Так что ничего избежать было нельзя. Большой Джимми хотел лишь опередить других, а Джо только пытался ему помешать, потому-то, когда все стали чесать о ней языки, он и пригрозил, что свернет шею любому, кто станет приставать к девочке. Но оба они не приняли в расчет пса. А тот, стараясь защитить Эльзи, перевернул тележку с бидоном и вцепился зубами в зад Джо, пытавшемуся спасти девочку, в то время как Большой Джимми валялся с ней в луже молока, а в лесу над пансионатом кто-то пьяным голосом громко декламировал:
И милый лебедь,
пьян поцелуем,
голову клонит
в священно-трезвую воду
[49].
Крику и воплей хватало, причем было не разобрать, кто больше кричал и вопил — Джо, Джимми или девочка. Наконец Джимми скрылся в доме, а девочка убежала вниз по склону. Пес же не отпускал Джо, он с такой силой вгрызся в его зад, что даже сторож Ванценрид не смог его оторвать. Только бандит по кличке Алый Цветочек освободил Джо от озверевшего пса, разрядив в него свой кольт «Магнум» фирмы «Смит и Вессон», хоть в самого пса и не попал: тот схватил зубами пистолет и помчался вниз по склону, таща за собой перевернутую тележку.
Ванценрид позвонил фон Кюксену. Барон погрузился в раздумье.
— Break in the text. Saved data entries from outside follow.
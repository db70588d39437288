//! Folder and file name templates
//!
//! Templates use `{Placeholder}` tokens. Rendered names have path-hostile
//! characters replaced with `_` and are cut to `limit_max` code points.
//!
//! | Template | Placeholders |
//! |----------|--------------|
//! | artist folder | `{ArtistName}` `{ArtistId}` `{UrlArtistName}` |
//! | album folder | `{AlbumName}` `{AlbumId}` `{ArtistName}` `{ReleaseDate}` `{ReleaseYear}` `{UPC}` `{RecordLabel}` `{Copyright}` `{Quality}` `{Codec}` `{Tag}` |
//! | playlist folder | `{PlaylistName}` `{PlaylistId}` `{ArtistName}` `{Quality}` `{Codec}` `{Tag}` |
//! | song file | `{SongId}` `{SongNumber}` `{SongName}` `{DiscNumber}` `{TrackNumber}` `{ArtistName}` `{Quality}` `{Codec}` `{Tag}` |

use crate::config::NamingConfig;
use crate::types::{Collection, CollectionKind, ContentRating, Item};
use crate::utils::{limit_chars, static_regex};
use chrono::{Datelike, NaiveDate};
use regex::Regex;
use std::sync::OnceLock;

/// Replace characters that are invalid in file names on common platforms
pub fn sanitize(name: &str) -> String {
    static FORBIDDEN: OnceLock<Regex> = OnceLock::new();
    static_regex(&FORBIDDEN, r#"[/\\<>:"|?*]"#)
        .replace_all(name, "_")
        .into_owned()
}

/// Substitute `{Key}` tokens
fn render(template: &str, values: &[(&str, &str)]) -> String {
    let mut out = template.to_string();
    for (key, value) in values {
        out = out.replace(&format!("{{{key}}}"), value);
    }
    out
}

/// Sanitize, cut and tidy a rendered component; empty results become `fallback`
fn finish(rendered: &str, config: &NamingConfig, fallback: &str) -> String {
    let clean = sanitize(rendered);
    let limited = limit_chars(clean.trim(), config.limit_max);
    let tidy = limited.trim_end_matches(['.', ' ']);
    if tidy.is_empty() {
        sanitize(fallback)
    } else {
        tidy.to_string()
    }
}

/// Space-separated content tags (mastered, explicit, clean)
pub fn tags(config: &NamingConfig, rating: ContentRating, is_mastered: bool) -> String {
    let mut parts = Vec::new();
    if is_mastered && !config.mastered_choice.is_empty() {
        parts.push(config.mastered_choice.as_str());
    }
    match rating {
        ContentRating::Explicit if !config.explicit_choice.is_empty() => {
            parts.push(config.explicit_choice.as_str());
        }
        ContentRating::Clean if !config.clean_choice.is_empty() => {
            parts.push(config.clean_choice.as_str());
        }
        _ => {}
    }
    parts.join(" ")
}

/// Lowercase, dash-separated form of a name as it appears in catalog URLs
pub fn url_slug(name: &str) -> String {
    let mut slug = String::with_capacity(name.len());
    for c in name.chars() {
        if c.is_alphanumeric() {
            slug.extend(c.to_lowercase());
        } else if !slug.is_empty() && !slug.ends_with('-') {
            slug.push('-');
        }
    }
    slug.trim_end_matches('-').to_string()
}

fn release_year(date: Option<&str>) -> String {
    let Some(date) = date else {
        return String::new();
    };
    match NaiveDate::parse_from_str(date, "%Y-%m-%d") {
        Ok(parsed) => parsed.year().to_string(),
        Err(_) => date.chars().take(4).collect(),
    }
}

/// Artist folder name, or an empty string when the template is empty
pub fn artist_folder(config: &NamingConfig, collection: &Collection) -> String {
    if config.artist_folder_format.trim().is_empty() {
        return String::new();
    }
    let artist = match collection.kind {
        CollectionKind::Playlist => config.playlist_artist.as_str(),
        _ => collection.artist_name.as_str(),
    };
    let slug = url_slug(artist);
    let rendered = render(
        &config.artist_folder_format,
        &[
            ("ArtistName", artist),
            ("ArtistId", collection.artist_id.as_deref().unwrap_or_default()),
            ("UrlArtistName", slug.as_str()),
        ],
    );
    finish(&rendered, config, artist)
}

/// Album or playlist folder name
///
/// `quality` and `codec` fill `{Quality}` and `{Codec}`.
pub fn collection_folder(
    config: &NamingConfig,
    collection: &Collection,
    quality: &str,
    codec: &str,
) -> String {
    let tag = tags(config, collection.content_rating, collection.is_mastered);
    let rendered = match collection.kind {
        CollectionKind::Playlist => render(
            &config.playlist_folder_format,
            &[
                ("PlaylistName", collection.name.as_str()),
                ("PlaylistId", collection.id.as_str()),
                ("ArtistName", collection.artist_name.as_str()),
                ("Quality", quality),
                ("Codec", codec),
                ("Tag", tag.as_str()),
            ],
        ),
        CollectionKind::Album | CollectionKind::Single => {
            let year = release_year(collection.release_date.as_deref());
            render(
                &config.album_folder_format,
                &[
                    ("AlbumName", collection.name.as_str()),
                    ("AlbumId", collection.id.as_str()),
                    ("ArtistName", collection.artist_name.as_str()),
                    ("ReleaseDate", collection.release_date.as_deref().unwrap_or_default()),
                    ("ReleaseYear", year.as_str()),
                    ("UPC", collection.upc.as_deref().unwrap_or_default()),
                    ("RecordLabel", collection.record_label.as_deref().unwrap_or_default()),
                    ("Copyright", collection.copyright.as_deref().unwrap_or_default()),
                    ("Quality", quality),
                    ("Codec", codec),
                    ("Tag", tag.as_str()),
                ],
            )
        }
    };
    finish(&rendered, config, &collection.id)
}

/// Song file name without extension
pub fn song_file_stem(config: &NamingConfig, item: &Item, quality: &str, codec: &str) -> String {
    let tag = tags(config, item.content_rating, item.is_mastered);
    let song_number = format!("{:02}", item.ordinal);
    let track_number = format!("{:02}", item.track_number);
    let disc_number = item.disc_number.to_string();
    let rendered = render(
        &config.song_file_format,
        &[
            ("SongId", item.id.as_str()),
            ("SongNumber", song_number.as_str()),
            ("SongName", item.name.as_str()),
            ("DiscNumber", disc_number.as_str()),
            ("TrackNumber", track_number.as_str()),
            ("ArtistName", item.artist_name.as_str()),
            ("Quality", quality),
            ("Codec", codec),
            ("Tag", tag.as_str()),
        ],
    );
    // Collapse doubled spaces left by empty placeholders
    let rendered = rendered.split_whitespace().collect::<Vec<_>>().join(" ");
    finish(&rendered, config, &item.id)
}

/// Music video file name without extension
///
/// Inside a collection the ordinal leads; standalone videos carry the artist.
pub fn video_file_stem(config: &NamingConfig, item: &Item, standalone: bool) -> String {
    let rendered = if standalone {
        format!("{} - {}", item.artist_name, item.name)
    } else {
        format!("{:02}. {}", item.ordinal, item.name)
    };
    finish(&rendered, config, &item.id)
}
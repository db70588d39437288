//! Live terminal progress
//!
//! - [`layout`] - width-tiered composition of one status row
//! - [`format`] - status texts (progress, warnings, failures)
//! - [`terminal`] - output backends behind [`TerminalRenderer`]
//! - [`renderer`] - the periodic redraw task and its suspend/resume control

pub mod format;
pub mod layout;
pub mod renderer;
pub mod terminal;

pub use layout::{DEFAULT_WIDTH, compose_line, plain_line};
pub use renderer::{ProgressRenderer, RenderControl, RendererHandle};
pub use terminal::{AnsiTerminal, BufferTerminal, NullTerminal, TerminalRenderer};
Его сделки приобрели недавно новый оттенок. Став членом синдиката, он начал продавать наряду с подделками, про которые он туманно намекал, что они, вероятно, могут оказаться подлинниками, также и настоящие подлинники, о которых он утверждал, что они поддельные. Продавал он их только тем, кто навел справки в синдикате и знал, что картины эти подлинные, но краденые, зачастую из вилл тех, кто летом приезжал сюда утешаться от тоски богатства весельем нищеты. Фон Кюксен подумал сначала, что о происшедшем стоит сообщить на Минерваштрассе, но потом решил действовать самостоятельно. Около полудня к пансионату подкатили «эстон мартин» и два «кадиллака». Из «эстона» вышел фон Кюксен, из «кадиллаков» — два его приемных сына. Барон — светловолосый господин с моноклем, поблескивающим в глазу, в белых перчатках, с сукой породы доберман на поводке — впервые прибыл в пансионат. Ванценрид провел его в вестибюль.
— Мне следовало бы, собственно, позвонить в Цюрих, — сказал Ванценрид.
— Следовало ли? — переспросил барон.
— Таков приказ, — признался Ванценрид.
— Почему ослушался? — пожелал уточнить барон.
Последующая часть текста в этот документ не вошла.